**Data excerpts:**
****

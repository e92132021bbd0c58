#![no_main]

use libfuzzer_sys::fuzz_target;
use wasmgate_broker::journal::Journal;

fuzz_target!(|data: &[u8]| {
    // A journal file with arbitrary contents must replay without panicking
    // and leave the file usable for appends.
    let Ok(dir) = tempfile::tempdir() else { return };
    let path = dir.path().join("journal.log");
    if std::fs::write(&path, data).is_err() {
        return;
    }
    if let Ok((mut journal, _records)) = Journal::open(&path) {
        let _ = journal.append(b"post-recovery record");
    }
});
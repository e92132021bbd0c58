/// Subject filter matching: `*` matches exactly one token, a trailing `>`
/// matches one or more remaining tokens.
pub fn subject_matches(pattern: &str, subject: &str) -> bool {
    let mut pattern_tokens = pattern.split('.');
    let mut subject_tokens = subject.split('.');

    loop {
        match (pattern_tokens.next(), subject_tokens.next()) {
            (None, None) => return true,
            (Some(">"), Some(_)) => return true,
            (Some("*"), Some(_)) => continue,
            (Some(p), Some(s)) if p == s => continue,
            _ => return false,
        }
    }
}

#[cfg(test)]
mod tests {
    use super::subject_matches;

    #[test]
    fn literal_and_single_wildcard() {
        assert!(subject_matches("t.abc.exec.f1", "t.abc.exec.f1"));
        assert!(subject_matches("t.abc.exec.*", "t.abc.exec.f1"));
        assert!(!subject_matches("t.abc.exec.*", "t.abc.exec.f1.extra"));
        assert!(!subject_matches("t.abc.exec.*", "t.abc.exec"));
        assert!(!subject_matches("t.abc.exec.*", "t.xyz.exec.f1"));
    }

    #[test]
    fn tail_wildcard() {
        assert!(subject_matches("t.abc.>", "t.abc.exec.f1"));
        assert!(subject_matches("t.abc.>", "t.abc.exec.f1.extra"));
        assert!(!subject_matches("t.abc.>", "t.abc"));
    }

    #[test]
    fn empty_patterns_do_not_match_everything() {
        assert!(!subject_matches("", "t.abc"));
        assert!(!subject_matches("t.abc", ""));
    }
}
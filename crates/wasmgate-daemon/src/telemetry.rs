use std::collections::HashMap;
use std::sync::Arc;

use parking_lot::Mutex;
use serde::Serialize;

#[derive(Debug, Default)]
struct TelemetryState {
    requests_total: HashMap<(String, String), u64>,
    jobs_succeeded: HashMap<String, u64>,
    jobs_failed: HashMap<String, u64>,
    jobs_dead_lettered: HashMap<String, u64>,
    active_sandboxes: i64,
}

#[derive(Debug, Clone, Serialize, Default, PartialEq)]
pub struct TelemetrySnapshot {
    pub requests_total: u64,
    pub jobs_succeeded: u64,
    pub jobs_failed: u64,
    pub jobs_dead_lettered: u64,
    pub active_sandboxes: i64,
}

/// In-process counters for the status route and structured log events.
#[derive(Debug, Clone, Default)]
pub struct Telemetry {
    state: Arc<Mutex<TelemetryState>>,
}

impl Telemetry {
    pub fn new() -> Self {
        Self::default()
    }

    pub fn record_request(&self, tenant: &str, status: &str) {
        let mut guard = self.state.lock();
        let entry = guard
            .requests_total
            .entry((tenant.to_string(), status.to_string()))
            .or_insert(0);
        *entry = entry.saturating_add(1);
    }

    pub fn job_succeeded(&self, tenant: &str) {
        let mut guard = self.state.lock();
        let entry = guard.jobs_succeeded.entry(tenant.to_string()).or_insert(0);
        *entry = entry.saturating_add(1);
    }

    pub fn job_failed(&self, tenant: &str) {
        let mut guard = self.state.lock();
        let entry = guard.jobs_failed.entry(tenant.to_string()).or_insert(0);
        *entry = entry.saturating_add(1);
    }

    pub fn job_dead_lettered(&self, tenant: &str) {
        let mut guard = self.state.lock();
        let entry = guard
            .jobs_dead_lettered
            .entry(tenant.to_string())
            .or_insert(0);
        *entry = entry.saturating_add(1);
    }

    pub fn sandbox_started(&self) {
        self.state.lock().active_sandboxes += 1;
    }

    pub fn sandbox_finished(&self) {
        let mut guard = self.state.lock();
        guard.active_sandboxes = (guard.active_sandboxes - 1).max(0);
    }

    pub fn snapshot(&self) -> TelemetrySnapshot {
        let guard = self.state.lock();
        TelemetrySnapshot {
            requests_total: guard.requests_total.values().sum(),
            jobs_succeeded: guard.jobs_succeeded.values().sum(),
            jobs_failed: guard.jobs_failed.values().sum(),
            jobs_dead_lettered: guard.jobs_dead_lettered.values().sum(),
            active_sandboxes: guard.active_sandboxes,
        }
    }
}
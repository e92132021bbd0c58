use std::collections::HashMap;
use std::sync::Arc;

use parking_lot::Mutex;

/// In-process key-value map backing `host_kv_set` / `host_kv_get`.
///
/// One instance is shared by every worker in the process, so guests see a
/// single consistent namespace. The tenant-scoped durable buckets are
/// reserved for audit records.
#[derive(Debug, Clone, Default)]
pub struct KvStore {
    inner: Arc<Mutex<HashMap<String, Vec<u8>>>>,
}

impl KvStore {
    pub fn new() -> Self {
        Self::default()
    }

    pub fn set(&self, key: &str, value: Vec<u8>) {
        self.inner.lock().insert(key.to_string(), value);
    }

    pub fn get(&self, key: &str) -> Option<Vec<u8>> {
        self.inner.lock().get(key).cloned()
    }

    pub fn len(&self) -> usize {
        self.inner.lock().len()
    }

    pub fn is_empty(&self) -> bool {
        self.inner.lock().is_empty()
    }
}
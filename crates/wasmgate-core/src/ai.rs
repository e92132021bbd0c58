use std::collections::HashMap;
use std::time::Duration;

use once_cell::sync::Lazy;
use parking_lot::Mutex;
use serde::{Deserialize, Serialize};
use sha2::{Digest, Sha256};
use thiserror::Error;

const DEFAULT_MODEL: &str = "gpt-3.5-turbo";
const DEFAULT_ENDPOINT: &str = "https://api.openai.com/v1/chat/completions";
const DEFAULT_LOCAL_ENDPOINT: &str = "http://127.0.0.1:11434/v1/chat/completions";
const REQUEST_TIMEOUT: Duration = Duration::from_secs(60);

const SYSTEM_PROMPT: &str = "You are a helpful assistant running inside a wasmgate sandbox.";

/// Process-wide response cache keyed by `model + sha256(prompt)`.
/// Entries are immutable once written; equal prompts are idempotent.
static RESPONSE_CACHE: Lazy<Mutex<HashMap<String, String>>> =
    Lazy::new(|| Mutex::new(HashMap::new()));

#[derive(Debug, Error)]
pub enum AiError {
    #[error("egress denied to {0}")]
    EgressDenied(String),

    #[error("invalid ai endpoint: {0}")]
    InvalidEndpoint(String),

    #[error("ai connect error: {0}")]
    Connect(String),

    #[error("ai api error ({status}): {body}")]
    Api { status: u16, body: String },

    #[error("ai returned no choices")]
    Empty,
}

#[derive(Debug, Clone, Default)]
pub struct AiConfig {
    pub provider: String,
    pub model: String,
    pub endpoint: String,
    pub token: String,
    pub allowed_hosts: Vec<String>,
}

#[derive(Debug, Serialize)]
struct ChatRequest<'a> {
    model: &'a str,
    messages: Vec<ChatMessage<'a>>,
    stream: bool,
}

#[derive(Debug, Serialize)]
struct ChatMessage<'a> {
    role: &'a str,
    content: std::borrow::Cow<'a, str>,
}

#[derive(Debug, Deserialize)]
struct ChatResponse {
    #[serde(default)]
    choices: Vec<ChatChoice>,
}

#[derive(Debug, Deserialize)]
struct ChatChoice {
    message: ChatChoiceMessage,
}

#[derive(Debug, Deserialize)]
struct ChatChoiceMessage {
    #[serde(default)]
    content: String,
}

/// Thin adapter over an OpenAI-compatible chat endpoint, called from the
/// sandbox thread via `host_ask_ai`.
///
/// The blocking HTTP client is built on first use, on the sandbox thread;
/// construction itself never touches the network or the async runtime.
pub struct AiClient {
    cfg: AiConfig,
    http: once_cell::sync::OnceCell<reqwest::blocking::Client>,
}

impl AiClient {
    pub fn new(cfg: AiConfig) -> Self {
        Self {
            cfg,
            http: once_cell::sync::OnceCell::new(),
        }
    }

    fn http(&self) -> Result<&reqwest::blocking::Client, AiError> {
        self.http.get_or_try_init(|| {
            reqwest::blocking::Client::builder()
                .timeout(REQUEST_TIMEOUT)
                .build()
                .map_err(|err| AiError::Connect(err.to_string()))
        })
    }

    fn model(&self) -> &str {
        if self.cfg.model.is_empty() {
            DEFAULT_MODEL
        } else {
            &self.cfg.model
        }
    }

    fn endpoint(&self) -> &str {
        if !self.cfg.endpoint.is_empty() {
            &self.cfg.endpoint
        } else if self.cfg.provider == "local" {
            DEFAULT_LOCAL_ENDPOINT
        } else {
            DEFAULT_ENDPOINT
        }
    }

    pub fn ask(&self, prompt: &str) -> Result<String, AiError> {
        let key = cache_key(self.model(), prompt);
        if let Some(hit) = RESPONSE_CACHE.lock().get(&key) {
            return Ok(hit.clone());
        }

        let endpoint = self.endpoint();
        check_egress(endpoint, &self.cfg.provider, &self.cfg.allowed_hosts)?;

        let request = ChatRequest {
            model: self.model(),
            stream: false,
            messages: vec![
                ChatMessage {
                    role: "system",
                    content: SYSTEM_PROMPT.into(),
                },
                ChatMessage {
                    role: "user",
                    content: prompt.into(),
                },
            ],
        };

        let mut builder = self.http()?.post(endpoint).json(&request);
        if !self.cfg.token.is_empty() {
            builder = builder.bearer_auth(&self.cfg.token);
        }
        let response = builder
            .send()
            .map_err(|err| AiError::Connect(err.to_string()))?;

        let status = response.status();
        if !status.is_success() {
            let body = response.text().unwrap_or_default();
            return Err(AiError::Api {
                status: status.as_u16(),
                body,
            });
        }

        let parsed: ChatResponse = response
            .json()
            .map_err(|err| AiError::Connect(err.to_string()))?;
        let choice = parsed.choices.into_iter().next().ok_or(AiError::Empty)?;
        let content = choice.message.content;

        RESPONSE_CACHE.lock().insert(key, content.clone());
        Ok(content)
    }
}

fn cache_key(model: &str, prompt: &str) -> String {
    let mut hasher = Sha256::new();
    hasher.update(prompt.as_bytes());
    format!("{model}:{}", hex::encode(hasher.finalize()))
}

fn is_loopback_host(host: &str) -> bool {
    host == "localhost" || host == "127.0.0.1" || host == "::1"
}

/// Allow-list gate for outbound AI calls. An empty list permits everything;
/// loopback is always allowed for the `local` provider.
fn check_egress(endpoint: &str, provider: &str, allowed: &[String]) -> Result<(), AiError> {
    if allowed.is_empty() {
        return Ok(());
    }
    let parsed = url::Url::parse(endpoint)
        .map_err(|_| AiError::InvalidEndpoint(endpoint.to_string()))?;
    let host = parsed
        .host_str()
        .ok_or_else(|| AiError::InvalidEndpoint(endpoint.to_string()))?;

    if provider == "local" && is_loopback_host(host) {
        return Ok(());
    }
    if allowed.iter().any(|entry| host.contains(entry.as_str())) {
        return Ok(());
    }
    Err(AiError::EgressDenied(host.to_string()))
}

#[cfg(test)]
mod tests {
    use super::*;

    #[test]
    fn cache_key_separates_models() {
        assert_ne!(cache_key("a", "prompt"), cache_key("b", "prompt"));
        assert_eq!(cache_key("a", "prompt"), cache_key("a", "prompt"));
    }

    #[test]
    fn empty_allow_list_permits_all() {
        check_egress("https://api.openai.com/v1/chat/completions", "openai", &[]).unwrap();
    }

    #[test]
    fn allow_list_matches_by_substring() {
        let allowed = vec!["openai.com".to_string()];
        check_egress("https://api.openai.com/v1/chat/completions", "openai", &allowed).unwrap();
        let err = check_egress("https://evil.example/v1", "openai", &allowed).unwrap_err();
        assert!(matches!(err, AiError::EgressDenied(host) if host == "evil.example"));
    }

    #[test]
    fn local_provider_always_reaches_loopback() {
        let allowed = vec!["openai.com".to_string()];
        check_egress("http://127.0.0.1:11434/v1/chat/completions", "local", &allowed).unwrap();
        check_egress("http://localhost:11434/v1/chat/completions", "local", &allowed).unwrap();
        assert!(check_egress("http://127.0.0.1:11434/v1", "openai", &allowed).is_err());
    }

    #[test]
    fn cached_answers_skip_the_network() {
        let cfg = AiConfig {
            provider: "openai".to_string(),
            model: "test-model".to_string(),
            // Unroutable: a cache hit must not touch it.
            endpoint: "http://192.0.2.1:1/v1/chat/completions".to_string(),
            ..AiConfig::default()
        };
        let client = AiClient::new(cfg);
        RESPONSE_CACHE
            .lock()
            .insert(cache_key("test-model", "what is up"), "cached answer".to_string());
        assert_eq!(client.ask("what is up").unwrap(), "cached answer");
    }
}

****

Report how many lines above include "AiConfig". Nothing else.

**Output of the task:**
5